Can you even adult? Just need to vent...

So my 20th high school reunion is this weekend and I am traveling to my home town for it, as is my best friend from high school who lives in NYC and only makes it back once every year or two.  When I was in town about two months ago, I told our other friend that we would be in town this coming weekend for the reunion, but that was only Saturday night and we wanted to get to see her while we were there.  Her response: "Oh great.  We will have closed on the house by then. We'll still be fixing it up, but I would love it if you guys could come see it."  Cool.  I'd love to see the house she and her boyfriend bought.  It's her first house and she's really excited about it.  I'm happy for her.

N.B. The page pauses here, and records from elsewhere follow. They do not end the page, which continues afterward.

use std::time::Duration;

/// Wire trace format, mirrored from the collaborator-defined tracing
/// bootstrap (§6 network options); fathom only stores the selection, it
/// does not implement the bootstrap itself.
#[derive(Clone, Copy, Debug, Eq, PartialEq)]
pub enum TraceFormat {
    Xml,
    Json,
}

#[derive(Clone, Copy, Debug, Eq, PartialEq)]
pub enum DistributedClientTracer {
    None,
    LogFile,
    NetworkLossy,
}

/// Process-wide network options, set once before any `DatabaseContext` is
/// created.
#[derive(Clone, Debug)]
pub enum NetworkOption {
    TraceEnable(Option<String>),
    TraceRollSize(u64),
    TraceMaxLogsSize(u64),
    TraceFormat(TraceFormat),
    TraceFileIdentifier(String),
    TraceLogGroup(String),
    TraceClockSource(String),
    Knob { name: String, value: String },
    TlsCertPath(String),
    TlsCertBytes(Vec<u8>),
    TlsCaPath(String),
    TlsCaBytes(Vec<u8>),
    TlsKeyPath(String),
    TlsKeyBytes(Vec<u8>),
    TlsPassword(String),
    TlsVerifyPeers(String),
    DisableClientStatisticsLogging,
    EnableRunLoopProfiling,
    SupportedClientVersions(String),
    DistributedClientTracer(DistributedClientTracer),
}

/// `DatabaseContext`-scoped options (§4.8). Each is either a direct context
/// mutation or a default stamped onto every new transaction; see
/// `fathom-db::options` for which is which.
#[derive(Clone, Debug)]
pub enum DatabaseOption {
    LocationCacheSize(usize),
    MachineId(String),
    MaxWatches(usize),
    DatacenterId(String),
    SnapshotRywEnable,
    SnapshotRywDisable,
    TransactionLoggingEnable(String),
    TransactionLoggingDisable,
    UseConfigDatabase,
    TestCausalReadRisky,
}

#[derive(Clone, Copy, Debug, Eq, PartialEq, Ord, PartialOrd, Hash)]
pub enum Priority {
    Default,
    Batch,
    SystemImmediate,
}

impl Default for Priority {
    fn default() -> Self {
        Priority::Default
    }
}

/// Per-transaction options (§3 `Transaction State::options`, §6).
#[derive(Clone, Debug, Default)]
pub struct TransactionOptions {
    pub causal_read_risky: bool,
    pub causal_write_risky: bool,
    pub priority: Priority,
    pub initialize_new_database: bool,
    pub access_system_keys: bool,
    pub read_system_keys: bool,
    pub timeout: Option<Duration>,
    pub retry_limit: Option<u32>,
    pub max_retry_delay: Option<Duration>,
    pub size_limit: Option<usize>,
    pub lock_aware: bool,
    pub read_lock_aware: bool,
    pub first_in_batch: bool,
    pub use_provisional_proxies: bool,
    pub include_port_in_address: bool,
    pub tags: Vec<String>,
    pub auto_throttle_tags: Vec<String>,
    pub span_parent: Option<[u8; 16]>,
    pub report_conflicting_keys: bool,
    pub expensive_clear_cost_estimation_enable: bool,
    pub debug_transaction_identifier: Option<String>,
    pub log_transaction: bool,
    pub transaction_logging_max_field_length: Option<i32>,
    pub server_request_tracing: bool,
    pub commit_on_first_proxy: bool,
}

/// Size and timing constants from §4 and §7, collected here so
/// `fathom-db`'s `set_option`/knob overrides have one place to adjust
/// them.
#[derive(Clone, Debug)]
pub struct Knobs {
    pub key_size_limit: usize,
    pub value_size_limit: usize,
    pub max_batch_size: usize,
    pub grv_batch_timeout: Duration,
    pub broadcast_batch_size: usize,
    pub wrong_shard_server_delay: Duration,
    pub future_version_retry_delay: Duration,
    pub backoff_growth_rate: f64,
    pub default_max_backoff: Duration,
    pub resource_constrained_max_backoff: Duration,
    pub rangestream_buffered_fragments_limit: usize,
    pub rangestream_fragment_split_bytes: u64,
    pub load_balance_timeout: Duration,
    pub load_balance_tss_timeout: Duration,
    pub location_cache_size: usize,
    pub cache_eviction_batch: usize,
    /// Capacity of the metadata-version ring cache (§3 `Metadata-Version
    /// Cache`).
    pub metadata_version_ring_size: usize,
    /// Hard-coded in the source as a 50M-version threshold after a watch
    /// fires to decide whether to return directly or re-check the value;
    /// §9 flags this as worth revisiting, so it's a knob rather than a
    /// constant.
    pub watch_stale_version_threshold: i64,
    /// Escape hatch for any `knob=<name>=<value>` network option that
    /// doesn't map onto a typed field above.
    pub extra: std::collections::BTreeMap<String, String>,
}

impl Default for Knobs {
    fn default() -> Self {
        Knobs {
            key_size_limit: 10_000,
            value_size_limit: 100_000,
            max_batch_size: 1_000,
            grv_batch_timeout: Duration::from_millis(5),
            broadcast_batch_size: 20,
            wrong_shard_server_delay: Duration::from_millis(10),
            future_version_retry_delay: Duration::from_millis(1000),
            backoff_growth_rate: 2.0,
            default_max_backoff: Duration::from_millis(1000),
            resource_constrained_max_backoff: Duration::from_millis(30_000),
            rangestream_buffered_fragments_limit: 20,
            rangestream_fragment_split_bytes: 1_000_000,
            load_balance_timeout: Duration::from_millis(5_000),
            load_balance_tss_timeout: Duration::from_millis(5_000),
            location_cache_size: 100_000,
            cache_eviction_batch: 100,
            metadata_version_ring_size: 64,
            watch_stale_version_threshold: 50_000_000,
            extra: std::collections::BTreeMap::new(),
        }
    }
}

Other friend called me last night about something completely unrelated. While talking to her, I asked what time she would like us to come over to see the new house this weekend.  She said she had to work all weekend and might not be able to show us the house.  Ok.  No big deal. Life happens. We continue with the other conversation.

I get out of a meeting in my office this morning and see that I have 6 texts from her complaining about how I never told her we were going to be in town and I really should have and she's sick of me just expecting she will be around when I am in town.  When I gently remind her that I did tell her, which is why I was specifically asking when would be good for her to show us the house, I get 8 more texts (3 in all caps) about how I should have reminded her that we were coming into town because I know she forgets things like this.  I (trying to be patient and understanding because she has a lot of other stressful things going on) say that it is unfair for her to expect me to know when she forgets things and send her reminders. That is not my responsibility to keep her calendar, and that if she couldn't remember exactly which weekend in June we were going to be in town, she could have called or texted either of us to ask. And that if she was still up for it and had time, I would love to see her new house (she's been really excited about it for a while and I know its important to her to show me).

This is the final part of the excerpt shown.